Si le narrateur s’intéresse à une famille aristocratique comme celle de Guermantes, c’est qu’elle suscite chez lui une curiosité historique. Notamment, leurs usages linguistiques et leur politesse affectée lui évoquent certaines époques révolues, comme le Moyen Âge et le XVIIIe siècle, qui sont les deux périodes historiques préférées de Proust. N’oublions pourtant pas que les noms aristocratiques sont avant tout liés à certains lieux dans l’imagination du narrateur, ainsi « Agrigente », le nom d’un prince le fait songer à la Sicile 440 . Georges Poulet analyse la fonction du nom dans l’imagination proustienne :

‘« [Le nom] est cette entité topologique inédite (issue de la fusion d’un site réel avec l’image d’une personne ou l’histoire d’une famille), qui est un lieu irréel, puisqu’il n’a pas sa place dans l’étendue externe, mais subjectivement réel, puisque situé dans les espaces de l’esprit.  441  »’

Autrement dit, les lieux sont situés dans les rêves ; il y a une géographie historique rêvée à travers les noms chez Proust.

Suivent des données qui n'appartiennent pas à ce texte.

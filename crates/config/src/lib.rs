//! Command-line configuration for the uptimectl tools.
//!
//! Each binary parses its own option struct; the [`ApiOpts`] block shared by
//! every tool is flattened in. Values fall back to environment variables so
//! tokens can live in a `.env` file instead of shell history.

use chrono::NaiveDate;
use clap::Parser;
use url::Url;

/// The production API base URL.
pub const DEFAULT_API_BASE: &str = "https://uptime.com/api/v1/";

/// API connection options shared by every tool.
#[derive(Debug, Clone, Parser)]
pub struct ApiOpts {
    /// Your Uptime.com API token
    #[clap(long, env = "UPTIME_TOKEN")]
    pub token: String,
    /// The API endpoint to use
    #[clap(long, env = "UPTIME_API", default_value = DEFAULT_API_BASE)]
    pub api: Url,
    /// A subaccount to process instead of the main account
    #[clap(long, env = "UPTIME_SUBACCOUNT")]
    pub subaccount: Option<u64>,
}

/// Options for the real-time check/alert monitor.
#[derive(Debug, Clone, Parser)]
#[clap(about = "Monitor checks & alerts in real-time without exceeding API fair use limits")]
pub struct MonitorOpts {
    /// API connection options
    #[clap(flatten)]
    pub api: ApiOpts,
}

/// Options for the bulk alert-ignore tool.
#[derive(Debug, Clone, Parser)]
#[clap(about = "Ignore alerts between date ranges for one or more checks")]
pub struct BulkIgnoreOpts {
    /// API connection options
    #[clap(flatten)]
    pub api: ApiOpts,
    /// The earliest date to ignore alerts from, in YYYY-MM-DD format
    #[clap(long = "from")]
    pub from_date: NaiveDate,
    /// The latest date to ignore alerts from, in YYYY-MM-DD format
    #[clap(long = "to")]
    pub to_date: NaiveDate,
    /// The check name or check name prefix to ignore alerts for
    #[clap(long)]
    pub prefix: String,
}

/// Options for the bulk statistics downloader.
#[derive(Debug, Clone, Parser)]
#[clap(about = "Download stats in bulk for all checks")]
pub struct StatsOpts {
    /// API connection options
    #[clap(flatten)]
    pub api: ApiOpts,
    /// Date to start saving statistics from, YYYY-MM-DD
    #[clap(short, long)]
    pub date: NaiveDate,
}

/// Options for the create-and-verify check suite.
#[derive(Debug, Clone, Parser)]
#[clap(about = "Create and test all kinds of checks")]
pub struct SuiteOpts {
    /// API connection options
    #[clap(flatten)]
    pub api: ApiOpts,
    /// Comma separated list of existing contact groups to assign to checks
    #[clap(long)]
    pub contacts: String,
    /// Comma separated list of available locations to assign to checks
    #[clap(long, default_value = "US-East,US-West")]
    pub locations: String,
    /// Comma separated list of existing tags to assign to checks
    #[clap(long)]
    pub tags: Option<String>,
}

fn split_csv(value: &str) -> Vec<String> {
    value.split(',').filter(|s| !s.is_empty()).map(|s| s.to_owned()).collect()
}

impl SuiteOpts {
    /// Contact groups as a list.
    pub fn contact_groups(&self) -> Vec<String> {
        split_csv(&self.contacts)
    }

    /// Locations as a list.
    pub fn location_list(&self) -> Vec<String> {
        split_csv(&self.locations)
    }

    /// Tags as a list; empty when none were given.
    pub fn tag_list(&self) -> Vec<String> {
        self.tags.as_deref().map(split_csv).unwrap_or_default()
    }
}

/// A named webhook endpoint for the interactive toggler.
#[derive(Debug, Clone, PartialEq, Eq)]
pub struct WebhookTarget {
    /// Display name of the check behind the webhook.
    pub name: String,
    /// Webhook URL to POST state changes to.
    pub url: String,
}

fn parse_webhook(value: &str) -> Result<WebhookTarget, String> {
    match value.split_once('=') {
        Some((name, url)) if !name.is_empty() && !url.is_empty() => {
            Ok(WebhookTarget { name: name.to_owned(), url: url.to_owned() })
        }
        _ => Err(format!("expected NAME=URL, got {value:?}")),
    }
}

/// Options for the interactive webhook check toggler.
#[derive(Debug, Clone, Parser)]
#[clap(about = "Toggle webhook-driven checks up or down interactively")]
pub struct WebhookOpts {
    /// Webhook check as NAME=URL; repeat for each check
    #[clap(long = "webhook", value_parser = parse_webhook, required = true)]
    pub webhooks: Vec<WebhookTarget>,
}

#[cfg(test)]
mod tests {
    use super::*;

    use clap::CommandFactory;

    #[test]
    fn test_verify_cli() {
        MonitorOpts::command().debug_assert();
        BulkIgnoreOpts::command().debug_assert();
        StatsOpts::command().debug_assert();
        SuiteOpts::command().debug_assert();
        WebhookOpts::command().debug_assert();
    }

    #[test]
    fn bulk_ignore_parses_dates_and_prefix() {
        let opts = BulkIgnoreOpts::parse_from([
            "bulk-ignore-alerts",
            "--token",
            "tok",
            "--from",
            "2025-01-01",
            "--to",
            "2025-01-31",
            "--prefix",
            "LOADTEST",
        ]);
        assert_eq!(opts.from_date, NaiveDate::from_ymd_opt(2025, 1, 1).unwrap());
        assert_eq!(opts.to_date, NaiveDate::from_ymd_opt(2025, 1, 31).unwrap());
        assert_eq!(opts.prefix, "LOADTEST");
        assert_eq!(opts.api.api.as_str(), DEFAULT_API_BASE);
        assert!(opts.api.subaccount.is_none());
    }

    #[test]
    fn suite_opts_split_lists() {
        let opts = SuiteOpts::parse_from([
            "check-suite",
            "--token",
            "tok",
            "--contacts",
            "Default,Ops",
            "--tags",
            "smoke",
        ]);
        assert_eq!(opts.contact_groups(), ["Default", "Ops"]);
        assert_eq!(opts.location_list(), ["US-East", "US-West"]);
        assert_eq!(opts.tag_list(), ["smoke"]);
    }

    #[test]
    fn webhook_pairs_parse_and_reject_garbage() {
        let opts =
            WebhookOpts::parse_from(["webhook-toggle", "--webhook", "Check One=https://x/hook"]);
        assert_eq!(opts.webhooks[0].name, "Check One");
        assert_eq!(opts.webhooks[0].url, "https://x/hook");

        assert!(parse_webhook("no-separator").is_err());
        assert!(parse_webhook("=https://x/hook").is_err());
    }
}
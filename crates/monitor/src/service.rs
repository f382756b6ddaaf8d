use std::time::Duration;

use chrono::Utc;
use eyre::Result;
use tracing::info;

use crate::status::StatusCache;
use client::UptimeClient;

/// One polling cycle per minute, the minimum interval at which new alerts
/// can be received.
pub const TICK: Duration = Duration::from_secs(60);

/// Every 15th cycle replaces the whole cache with a fresh full load; this is
/// the only path that discovers newly created or deleted checks.
pub const RELOAD_EVERY: u64 = 15;

/// Whether a cycle does a full reload instead of a delta merge.
pub const fn is_reload_cycle(cycle: u64) -> bool {
    cycle % RELOAD_EVERY == 0
}

/// Polls the account once a minute and prints which checks are down.
///
/// Cycle 0 (and every [`RELOAD_EVERY`]th cycle after it) reloads the full
/// check listing; every other cycle fetches the alerts raised since the
/// previous cycle started and merges them into the cache. The loop has no
/// terminal state; any API failure aborts the run, and Ctrl+C is the
/// expected way out.
#[derive(Debug)]
pub struct MonitorService {
    client: UptimeClient,
    cache: StatusCache,
}

impl MonitorService {
    /// Create a monitor over the given API client.
    pub fn new(client: UptimeClient) -> Self {
        Self { client, cache: StatusCache::default() }
    }

    async fn cycle(&mut self, cycle: u64, from: chrono::DateTime<Utc>) -> Result<()> {
        if is_reload_cycle(cycle) {
            info!(cycle, "loading all checks");
            self.cache = StatusCache::from_checks(self.client.list_checks().await?);
        } else {
            let alerts = self.client.list_alerts_since(from).await?;
            info!(cycle, alerts = alerts.len(), since = %from, "merging alert deltas");
            self.cache.apply_alerts(alerts);
        }
        Ok(())
    }

    /// Run the monitor loop until interrupted.
    pub async fn run(mut self) -> Result<()> {
        let mut interval = tokio::time::interval(TICK);
        let mut cycle: u64 = 0;
        let mut last_load = Utc::now();
        loop {
            interval.tick().await;
            let from = last_load;
            last_load = Utc::now();

            self.cycle(cycle, from).await?;
            println!("{}", self.cache.report());

            info!("waiting 1 minute, Ctrl+C to exit");
            cycle += 1;
        }
    }
}
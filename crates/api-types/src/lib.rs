//! Data types for the Uptime.com REST API.
//!
//! These structs define the JSON records exchanged with the service: checks,
//! outages, alerts, the pagination and error envelopes, and the creation
//! payloads for every check archetype. They live in a separate crate so the
//! client, the monitor and the task flows can share them without depending
//! on each other.

#![allow(missing_docs)]

/// Alert and outage records.
pub mod alert;
/// Check records and snapshots.
pub mod check;
/// Response envelopes: pages, results wrappers and error messages.
pub mod envelope;
/// Creation payloads for each check archetype.
pub mod new_check;

pub use alert::{Alert, Outage};
pub use check::Check;
pub use envelope::{Messages, Page};
pub use new_check::{CheckCommon, NewCheck, NewTag};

Antoine Compagnon remarque en analysant la toponymie dans la Recherche que « la géographie proustienne est une géographie historique 442  ». Si l’on élargit cette thèse, hors de l’onomastique, il sera permis de dégager une affinité entre Proust et l’école des Annales, fondée par Marc Bloch et Lucien Fèvre. La publication de La Méditerranée et le Monde méditerranéen à l’époque de Philippe II de Fernand Braudel a pour résultat d’interdire aux historiens de négliger les éléments géographiques 443 . Cependant, on sait bien que, dans le Tableau de la France, Michelet a déjà associé la géographie à l’histoire. Michelet explique la raison de cette conjonction : « L’histoire est d’abord toute géographique.  444  » Plus loin, il écrit : « Nous aurons étudié la géographie dans l’ordre chronologique, et voyagé à la fois dans l’espace et dans le temps.  445  » Jacques Le Goff y reconnaît le génie de Michelet :

‘« Moyen Âge matériel d’où émergent tant de circonstances “physiques et physiologiques”, le “sol”, le “climat”, les “aliments”. France médiévale physique parce que c’est le moment où la nationalité française apparaît avec la langue française, mais où, en même temps, le morcellement féodal compose une France provinciale (pour Michelet, France féodale et France provinciale, c’est tout un), “formée d’après sa division physique et naturelle”. D’où l’idée géniale de placer le Tableau de la France, cette merveilleuse méditation descriptive sur la géographie française non en tête de l’Histoire de France, comme une plate ouverture des “données” physiques qui auraient de toute éternité conditionné l’histoire, mais à l’époque, vers l’An Mil, où l’histoire fait de ce finistère eurasiatique à la fois une unité politique, celle du royaume d’Hugues Capet, et une mosaïque de principautés territoriales. La France naît.  446  »’

Certes, en comparaison avec l’Histoire de France de Lavisse, chef-d’œuvre positiviste, le Moyen Âge de Michelet manque de scientificité. Mais des historiens de l’école des Annales, Lucien Febvre ou Fernand Braudel entre autres, reconnaissent ainsi « en Michelet le père de l’histoire nouvelle, de l’histoire totale qui veut saisir le passé dans toute son épaisseur, de la culture matérielle aux mentalités 447  ».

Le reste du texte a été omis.